Is it any wonder that “godly government” ranks as one of those areas where, as Robert Browning famously put it, “a man’s reach should exceed his grasp, or what’s a heaven for?” All that said, it’s fun to speculate about what an American Christian theocracy might act like, in the extremely unlikely event that it ever came to pass.

My guesses:
* Supreme Court jurisprudence takes the hit that everyone saw coming when Roe v. Wade and Doe v. Bolton are overturned. Despite the wailing that ensues in militantly pro-abortion organizations, however, long-deserved comeuppance for those decisions does not make abortion illegal. Indeed, a theocratic government minding its Constitutional manners simply removes federal support for abortion and returns the question to the states. This would be a good thing and a wrong righted, because state legislators had their collective pockets picked by a thieving majority of Supreme Court justices back in 1973.
* A Christian theocracy would presumably put the kibosh on any talk of “gay marriage” being a Constitutional right under the “equal protection” clause, basing its argument on the nature of marriage, and an originalist interpretation of the First Amendment’s “establishment” clause that has ACLU lawyers investing in over-the-counter remedies for teeth grinding.
* Death penalty cases would be more likely to be overturned on appeal than they currently are, even though Christians come down on both sides of the death penalty issue.
* Grants awarded by the National Endowment for the Arts and similar federal bodies would receive more scrutiny than they do now.
* Teachers’ union objections to vouchers for public schools would meet greater resistance from a newly-courageous, albeit only marginally less craven, U.S. Senate.[...]
Beyond those issues, it’s tough to guess what an American Christian theocracy might do in terms of federal policy. One Jewish friend raised the Catholic objection to artificial contraception, but that’s not a view held by all Christian denominations, so even a theocratic government is unlikely to pursue litigation against manufacturers of contraceptive pills. A smart Christian theocracy would likewise steer clear of mandating the study of Intelligent Design alongside neo-Darwinian macro-evolution, if only because ID advocates rightly point out that theirs is an argument from observation rather than from Christian dogma. No Christian theocracy in America would risk a return to Prohibition, because too many Christians drink. For every storefront church serving grape juice to the faithful on occasional Sundays, there’s a Catholic parish only too happy to point out that Jesus’ first public miracle was changing water into wine (some exegetes claim it was enough wine to keep the whole village of Cana in its cups for three days).[...]

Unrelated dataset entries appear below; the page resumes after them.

//! # Hints and Seeds
//!
//! View hints around the grid and the seed a puzzle is rebuilt from.
//!
//! A puzzle is fully reconstructible from its seed; history, guesses, and
//! contradictions are runtime-only state.

use crate::primitives::{MAX_PUZZLE_SIZE, MIN_PUZZLE_SIZE};
use crate::types::{Direction, TowersError, Triple};
use serde::{Deserialize, Serialize};

/// View hints for each edge. `None` means no hint at that position.
#[derive(Debug, Clone, PartialEq, Eq, Default, Serialize, Deserialize)]
#[serde(default)]
pub struct Hints {
    pub top: Vec<Option<usize>>,
    pub bottom: Vec<Option<usize>>,
    pub left: Vec<Option<usize>>,
    pub right: Vec<Option<usize>>,
}

impl Hints {
    /// No hints on any edge of an N x N grid.
    #[must_use]
    pub fn empty(size: usize) -> Self {
        Self {
            top: vec![None; size],
            bottom: vec![None; size],
            left: vec![None; size],
            right: vec![None; size],
        }
    }

    /// Hints along one edge.
    #[must_use]
    pub fn get(&self, direction: Direction) -> &[Option<usize>] {
        match direction {
            Direction::Top => &self.top,
            Direction::Bottom => &self.bottom,
            Direction::Left => &self.left,
            Direction::Right => &self.right,
        }
    }

    /// The hint at `index` on one edge.
    #[must_use]
    pub fn hint(&self, direction: Direction, index: usize) -> Option<usize> {
        self.get(direction).get(index).copied().flatten()
    }

    /// Every `(direction, index, hint)` that carries a hint.
    pub fn iter(&self) -> impl Iterator<Item = (Direction, usize, usize)> + '_ {
        Direction::ALL.into_iter().flat_map(move |direction| {
            self.get(direction)
                .iter()
                .enumerate()
                .filter_map(move |(index, &hint)| hint.map(|h| (direction, index, h)))
        })
    }

    fn validate(&self, size: usize) -> Result<(), TowersError> {
        for direction in Direction::ALL {
            let edge = self.get(direction);
            if !edge.is_empty() && edge.len() != size {
                return Err(TowersError::InvalidSeed(format!(
                    "{} hints have length {}, expected {}",
                    direction,
                    edge.len(),
                    size
                )));
            }
            if let Some(bad) = edge.iter().flatten().find(|&&h| h == 0 || h > size) {
                return Err(TowersError::InvalidSeed(format!(
                    "{} hint {} outside 1..={}",
                    direction, bad, size
                )));
            }
        }
        Ok(())
    }

    /// Pad missing edges with `None` so every edge has length `size`.
    fn normalized(mut self, size: usize) -> Self {
        for edge in [
            &mut self.top,
            &mut self.bottom,
            &mut self.left,
            &mut self.right,
        ] {
            if edge.is_empty() {
                *edge = vec![None; size];
            }
        }
        self
    }
}

/// Everything needed to rebuild a puzzle from scratch.
#[derive(Debug, Clone, PartialEq, Eq, Serialize, Deserialize)]
pub struct PuzzleSeed {
    pub size: usize,
    #[serde(default)]
    pub hints: Hints,
    /// Cells fixed before play starts.
    #[serde(default)]
    pub givens: Vec<Triple>,
}

impl PuzzleSeed {
    /// A seed with no hints and no givens.
    #[must_use]
    pub fn blank(size: usize) -> Self {
        Self {
            size,
            hints: Hints::empty(size),
            givens: Vec::new(),
        }
    }

    /// Check sizes and ranges; returns the seed with every edge padded.
    pub fn validated(self) -> Result<Self, TowersError> {
        if !(MIN_PUZZLE_SIZE..=MAX_PUZZLE_SIZE).contains(&self.size) {
            return Err(TowersError::InvalidSeed(format!(
                "size {} outside {}..={}",
                self.size, MIN_PUZZLE_SIZE, MAX_PUZZLE_SIZE
            )));
        }
        self.hints.validate(self.size)?;
        for given in &self.givens {
            if given.row >= self.size || given.col >= self.size || given.val >= self.size {
                return Err(TowersError::OutOfRange(*given, self.size));
            }
        }
        let size = self.size;
        Ok(Self {
            hints: self.hints.normalized(size),
            ..self
        })
    }
}
//! # Configuration
//!
//! `towers.toml` loading. Every section and field is optional; a missing
//! file means defaults everywhere. CLI flags are layered on top with
//! [`TowersConfig::with_overrides`].

use serde::{Deserialize, Serialize};
use std::path::Path;
use towers_core::{SchedulerConfig, TowersError};

/// Name of the config file looked up in the working directory.
pub const DEFAULT_CONFIG_FILE: &str = "towers.toml";

/// Maximum config file size (64 KB).
const MAX_CONFIG_FILE_SIZE: u64 = 64 * 1024;

// =============================================================================
// SECTIONS
// =============================================================================

/// Whole application configuration.
#[derive(Debug, Clone, Default, PartialEq, Eq, Serialize, Deserialize)]
#[serde(default, deny_unknown_fields)]
pub struct TowersConfig {
    /// Shape of the simulated computer.
    pub scheduler: SchedulerConfig,

    /// What the autopilot is allowed to do.
    pub autopilot: AutopilotConfig,

    /// Terminal output.
    pub display: DisplayConfig,
}

/// Autopilot behavior.
#[derive(Debug, Clone, PartialEq, Eq, Serialize, Deserialize)]
#[serde(default, deny_unknown_fields)]
pub struct AutopilotConfig {
    /// Submit a random guess when a round makes no progress.
    pub guessing: bool,

    /// Give up after this many pulses. 0 means no limit.
    pub max_pulses: u64,

    /// Submit follow-set processes for newly solved cells.
    pub follow_implications: bool,
}

impl Default for AutopilotConfig {
    fn default() -> Self {
        Self {
            guessing: true,
            max_pulses: 1_000_000,
            follow_implications: true,
        }
    }
}

/// Rendering options.
#[derive(Debug, Clone, Default, PartialEq, Eq, Serialize, Deserialize)]
#[serde(default, deny_unknown_fields)]
pub struct DisplayConfig {
    /// Print candidate sets for unsolved cells instead of dots.
    pub show_candidates: bool,
}

/// CLI values that take precedence over the file.
#[derive(Debug, Clone, Default)]
pub struct Overrides {
    pub cores: Option<usize>,
    pub ram: Option<u64>,
    pub speed_percent: Option<u64>,
}

// =============================================================================
// LOADING
// =============================================================================

impl TowersConfig {
    /// Parse a config from TOML text.
    pub fn from_toml(text: &str) -> Result<Self, TowersError> {
        let config: Self = toml::from_str(text).map_err(|e| TowersError::Config(e.to_string()))?;
        config.validate()?;
        Ok(config)
    }

    /// Load a config file.
    ///
    /// With `path` set, the file must exist. Without it, `towers.toml` in
    /// the working directory is used when present and defaults otherwise.
    pub fn load(path: Option<&Path>) -> Result<Self, TowersError> {
        let path = match path {
            Some(path) => path,
            None => {
                let default = Path::new(DEFAULT_CONFIG_FILE);
                if !default.is_file() {
                    tracing::debug!("No {} found, using defaults", DEFAULT_CONFIG_FILE);
                    return Ok(Self::default());
                }
                default
            }
        };

        let metadata = std::fs::metadata(path).map_err(|e| {
            TowersError::IoError(format!("Cannot read '{}': {}", path.display(), e))
        })?;
        if metadata.len() > MAX_CONFIG_FILE_SIZE {
            return Err(TowersError::Config(format!(
                "'{}' is {} bytes, maximum is {}",
                path.display(),
                metadata.len(),
                MAX_CONFIG_FILE_SIZE
            )));
        }

        let text = std::fs::read_to_string(path).map_err(|e| {
            TowersError::IoError(format!("Cannot read '{}': {}", path.display(), e))
        })?;
        let config = Self::from_toml(&text)?;
        tracing::info!("Loaded configuration from {}", path.display());
        Ok(config)
    }

    /// Apply CLI overrides and re-check the result.
    pub fn with_overrides(mut self, overrides: &Overrides) -> Result<Self, TowersError> {
        if let Some(cores) = overrides.cores {
            self.scheduler.cores = cores;
        }
        if let Some(ram) = overrides.ram {
            self.scheduler.ram = ram;
        }
        if let Some(speed) = overrides.speed_percent {
            self.scheduler.speed_percent = speed;
        }
        self.validate()?;
        Ok(self)
    }

    fn validate(&self) -> Result<(), TowersError> {
        if self.scheduler.cores == 0 {
            return Err(TowersError::Config("scheduler.cores must be at least 1".into()));
        }
        if self.scheduler.ram == 0 {
            return Err(TowersError::Config("scheduler.ram must be at least 1".into()));
        }
        if self.scheduler.pulses_per_second == 0 {
            return Err(TowersError::Config(
                "scheduler.pulses_per_second must be at least 1".into(),
            ));
        }
        Ok(())
    }
}

// =============================================================================
// TESTS
// =============================================================================

#[cfg(test)]
mod tests {
    use super::*;

    #[test]
    fn empty_text_is_default() {
        let config = TowersConfig::from_toml("").expect("parse");
        assert_eq!(config, TowersConfig::default());
    }

    #[test]
    fn partial_sections_keep_defaults() {
        let config = TowersConfig::from_toml(
            "[scheduler]\ncores = 4\n\n[display]\nshow_candidates = true\n",
        )
        .expect("parse");

        assert_eq!(config.scheduler.cores, 4);
        assert_eq!(config.scheduler.ram, SchedulerConfig::default().ram);
        assert!(config.display.show_candidates);
        assert!(config.autopilot.guessing);
    }

    #[test]
    fn unknown_field_is_rejected() {
        let err = TowersConfig::from_toml("[autopilot]\nguesing = false\n").expect_err("typo");
        assert!(matches!(err, TowersError::Config(_)));
    }

    #[test]
    fn zero_cores_is_rejected() {
        assert!(TowersConfig::from_toml("[scheduler]\ncores = 0\n").is_err());
        let overrides = Overrides {
            cores: Some(0),
            ..Overrides::default()
        };
        assert!(TowersConfig::default().with_overrides(&overrides).is_err());
    }

    #[test]
    fn overrides_win() {
        let config = TowersConfig::from_toml("[scheduler]\ncores = 4\nram = 500\n").expect("parse");
        let config = config
            .with_overrides(&Overrides {
                cores: Some(1),
                ram: None,
                speed_percent: Some(250),
            })
            .expect("valid");

        assert_eq!(config.scheduler.cores, 1);
        assert_eq!(config.scheduler.ram, 500);
        assert_eq!(config.scheduler.speed_percent, 250);
    }
}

What’s ironic about this whole thought experiment is that it’s occasioned by the fears of people who probably look at life through the secular humanist lens that so many progressives claim as their own, mouthing platitudes about religious “superstition” while forgetting that everything from Soviet gulags to Cambodian killing fields to Nazi death camps was justified in the name of secular humanism.

(snip)

But that doesn’t mean we Christians are working for or toward a theocracy. Any such government would harm the church more than it helped her. Again comes the under-remarked libertarian strain in Christianity—that cracked reflection of freedom in Christ—to point excitedly to the chasm between God and government, even in self-consciously godly government. As a gospel song performed by Allison Krauss and Union Station puts it, “I’d rather have Jesus than silver or gold; I’d rather have Jesus than riches untold.”

People who fear Christianity don’t seem to understand that. Most realize that government doesn’t need divine sanction to go around smiting people. What they forget—sometimes with good reason—is that even suspect formulations like “Mere Christianity” serve to check the smiting impulse, not least because Christian faith is based on a Savior who told Peter to stop his desperate swordplay in the Garden of Gethsemane (Mt 26:52), and nicknamed an impetuous pair of apostles “sons of thunder” when they wanted to call a first-century air strike down on a recalcitrant Samaritan town (Lk 9:51-56).